A method for using legacy data for metamodel-based design of large-scale systems

A. Srivastava, K. Hacker, K. Lewis, T. W. Simpson

Research output: Contribution to journalArticlepeer-review

26 Scopus citations


Despite a steady increase in computing power, the complexity of engineering analyses seems to advance at the same rate. Traditional parametric design analysis is inadequate for the analysis of large-scale engineering systems because of its computational inefficiency; there-fore, a departure from the traditional parametric design approach is required. In addition, the existence of legacy data for complex, large-scale systems is commonplace. Approximation techniques may be applied to build computationally inexpensive surrogate models for large-scale systems to replace expensive-to-run computer analysis codes or to develop a model for a set of nonuniform legacy data. Response-surface models are frequently utilized to construct surrogate approximations; however, they may be inefficient for systems having with a large number of design variables.

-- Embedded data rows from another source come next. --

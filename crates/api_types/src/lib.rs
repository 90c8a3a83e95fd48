//! Plain data shapes exchanged with the collaborators around the engine.
//!
//! Incoming documents mirror the JSON kept by the external document store
//! (camelCase field names, optional legacy fields), so a snapshot can be
//! deserialized as-is. Outgoing views are what the presentation and
//! payment-link collaborators consume. This crate deliberately has no
//! dependency on the engine; conversions live with the callers.

use chrono::{DateTime, Utc};
use serde::{Deserialize, Serialize};
use uuid::Uuid;

pub mod group {
    use super::*;

    #[derive(Clone, Copy, Debug, Default, PartialEq, Eq, Serialize, Deserialize)]
    #[serde(rename_all = "lowercase")]
    pub enum GroupType {
        #[default]
        Trip,
        Household,
    }

    /// One group document as stored remotely.
    #[derive(Clone, Debug, Serialize, Deserialize)]
    #[serde(rename_all = "camelCase")]
    pub struct GroupDoc {
        pub id: String,
        pub name: String,
        #[serde(default, skip_serializing_if = "Option::is_none")]
        pub description: Option<String>,
        pub created_at: DateTime<Utc>,
        /// User id of the creator (authentication collaborator).
        pub created_by: String,
        #[serde(default)]
        pub members: Vec<super::member::MemberDoc>,
        #[serde(default)]
        pub expenses: Vec<super::expense::ExpenseDoc>,
        #[serde(default)]
        pub is_settled: bool,
        #[serde(rename = "type", default)]
        pub group_type: GroupType,
        /// Monthly budget limit for households.
        #[serde(default, skip_serializing_if = "Option::is_none")]
        pub budget: Option<f64>,
    }
}

pub mod member {
    use super::*;

    #[derive(Clone, Debug, Serialize, Deserialize)]
    #[serde(rename_all = "camelCase")]
    pub struct MemberDoc {
        pub id: Uuid,
        pub name: String,
        #[serde(default, skip_serializing_if = "Option::is_none")]
        pub email: Option<String>,
        /// Payment handle used for building external payment links.
        #[serde(default, skip_serializing_if = "Option::is_none")]
        pub upi_id: Option<String>,
        /// Link to a registered account, if any.
        #[serde(default, skip_serializing_if = "Option::is_none")]
        pub user_id: Option<String>,
    }
}

pub mod expense {
    use super::*;
    use std::collections::HashMap;

    #[derive(Clone, Copy, Debug, PartialEq, Eq, Serialize, Deserialize)]
    #[serde(rename_all = "lowercase")]
    pub enum RecordType {
        Expense,
        Settlement,
    }

    #[derive(Clone, Copy, Debug, PartialEq, Eq, Serialize, Deserialize)]
    #[serde(rename_all = "lowercase")]
    pub enum SplitType {
        Equal,
        Unequal,
    }

    /// One transaction record as stored remotely.
    ///
    /// Legacy documents predate the settlement feature and omit `type`;
    /// absent means `expense`.
    #[derive(Clone, Debug, Serialize, Deserialize)]
    #[serde(rename_all = "camelCase")]
    pub struct ExpenseDoc {
        pub id: Uuid,
        pub payer_id: Uuid,
        pub amount: f64,
        #[serde(default)]
        pub note: String,
        pub created_at: DateTime<Utc>,
        #[serde(rename = "type", default, skip_serializing_if = "Option::is_none")]
        pub record_type: Option<RecordType>,
        /// For settlements: the member who received the money.
        #[serde(default, skip_serializing_if = "Option::is_none")]
        pub related_member_id: Option<Uuid>,
        #[serde(default, skip_serializing_if = "Option::is_none")]
        pub split_type: Option<SplitType>,
        /// Member id → owed amount for unequal splits.
        #[serde(default, skip_serializing_if = "Option::is_none")]
        pub splits: Option<HashMap<Uuid, f64>>,
        #[serde(default, skip_serializing_if = "Option::is_none")]
        pub category_id: Option<String>,
    }
}

pub mod views {
    use super::*;

    /// Net position of one member, presentation-ready.
    #[derive(Clone, Debug, Serialize, Deserialize)]
    #[serde(rename_all = "camelCase")]
    pub struct BalanceView {
        pub member_id: Uuid,
        pub name: String,
        /// Positive: is owed money. Negative: owes money.
        pub amount: f64,
    }

    /// One instruction of a settlement plan.
    ///
    /// Member ids let the payment-link collaborator resolve payout handles;
    /// names are included so the plan renders without another lookup.
    #[derive(Clone, Debug, Serialize, Deserialize)]
    #[serde(rename_all = "camelCase")]
    pub struct TransferView {
        pub from_member_id: Uuid,
        pub from_name: String,
        pub to_member_id: Uuid,
        pub to_name: String,
        pub amount: f64,
    }

    #[derive(Clone, Debug, Serialize, Deserialize)]
    #[serde(rename_all = "camelCase")]
    pub struct MemberSpendingView {
        pub member_id: Uuid,
        pub name: String,
        pub amount: f64,
    }

    #[derive(Clone, Debug, Serialize, Deserialize)]
    #[serde(rename_all = "camelCase")]
    pub struct MonthlyTotalView {
        pub year: i32,
        pub month: u32,
        pub label: String,
        pub amount: f64,
    }

    #[derive(Clone, Debug, Serialize, Deserialize)]
    #[serde(rename_all = "camelCase")]
    pub struct GroupStatsView {
        pub total_spent: f64,
        pub spending_by_member: Vec<MemberSpendingView>,
        pub monthly_totals: Vec<MonthlyTotalView>,
    }
}

#[cfg(test)]
mod tests {
    use super::expense::{ExpenseDoc, RecordType};

    #[test]
    fn legacy_expense_doc_defaults_to_expense() {
        let raw = r#"{
            "id": "7f2c1d34-9a10-4a7e-b1d2-3c4d5e6f7a80",
            "payerId": "11111111-2222-3333-4444-555555555555",
            "amount": 300.0,
            "note": "Dinner",
            "createdAt": "2026-03-01T18:30:00Z"
        }"#;

        let doc: ExpenseDoc = serde_json::from_str(raw).unwrap();
        assert_eq!(doc.record_type, None);
        assert_ne!(doc.record_type, Some(RecordType::Settlement));
        assert!(doc.splits.is_none());
    }
}
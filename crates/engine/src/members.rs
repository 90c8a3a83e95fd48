//! The module contains the `Member` type, the identity unit of a group.

use serde::{Deserialize, Serialize};
use unicode_normalization::{UnicodeNormalization, char::is_combining_mark};
use uuid::Uuid;

/// A participant in a shared-expense group.
///
/// The `id` is generated once and never changes, so a member can be renamed
/// without breaking the references held by transaction records.
#[derive(Clone, Debug, Serialize, Deserialize)]
pub struct Member {
    pub id: Uuid,
    pub name: String,
    /// Optional email used to associate the member with an external account.
    pub email: Option<String>,
    /// Optional payment handle (e.g. a UPI id).
    ///
    /// Consumed by external payment-link builders only; never used in any
    /// balance or settlement computation.
    pub payout_id: Option<String>,
}

impl Member {
    pub fn new(name: String, email: Option<String>, payout_id: Option<String>) -> Self {
        Self {
            id: Uuid::new_v4(),
            name,
            email,
            payout_id,
        }
    }

    pub fn with_id(
        id: Uuid,
        name: String,
        email: Option<String>,
        payout_id: Option<String>,
    ) -> Self {
        Self {
            id,
            name,
            email,
            payout_id,
        }
    }

    /// Normalized key used for duplicate detection at insertion time.
    #[must_use]
    pub fn name_key(&self) -> String {
        name_key(&self.name)
    }
}

/// Normalizes a display name into a comparison key: NFKD, combining marks
/// stripped, lowercased, surrounding whitespace trimmed.
pub(crate) fn name_key(input: &str) -> String {
    let mut out = String::new();
    for ch in input.trim().nfkd() {
        if is_combining_mark(ch) {
            continue;
        }
        for lower in ch.to_lowercase() {
            out.push(lower);
        }
    }
    out
}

Kriging, an alternative method for creating surrogate models, is applied in this work to construct approximations of legacy data for a large-scale system. Comparisons between response surfaces and kriging are made using the legacy data from the High Speed Civil Transport (HSCT) approximation challenge. Since the analysis points already exist, a modified design-of-experiments technique is needed to select the appropriate sample points. In this paper, a method to handle this problem is presented, and the results are compared against previous work.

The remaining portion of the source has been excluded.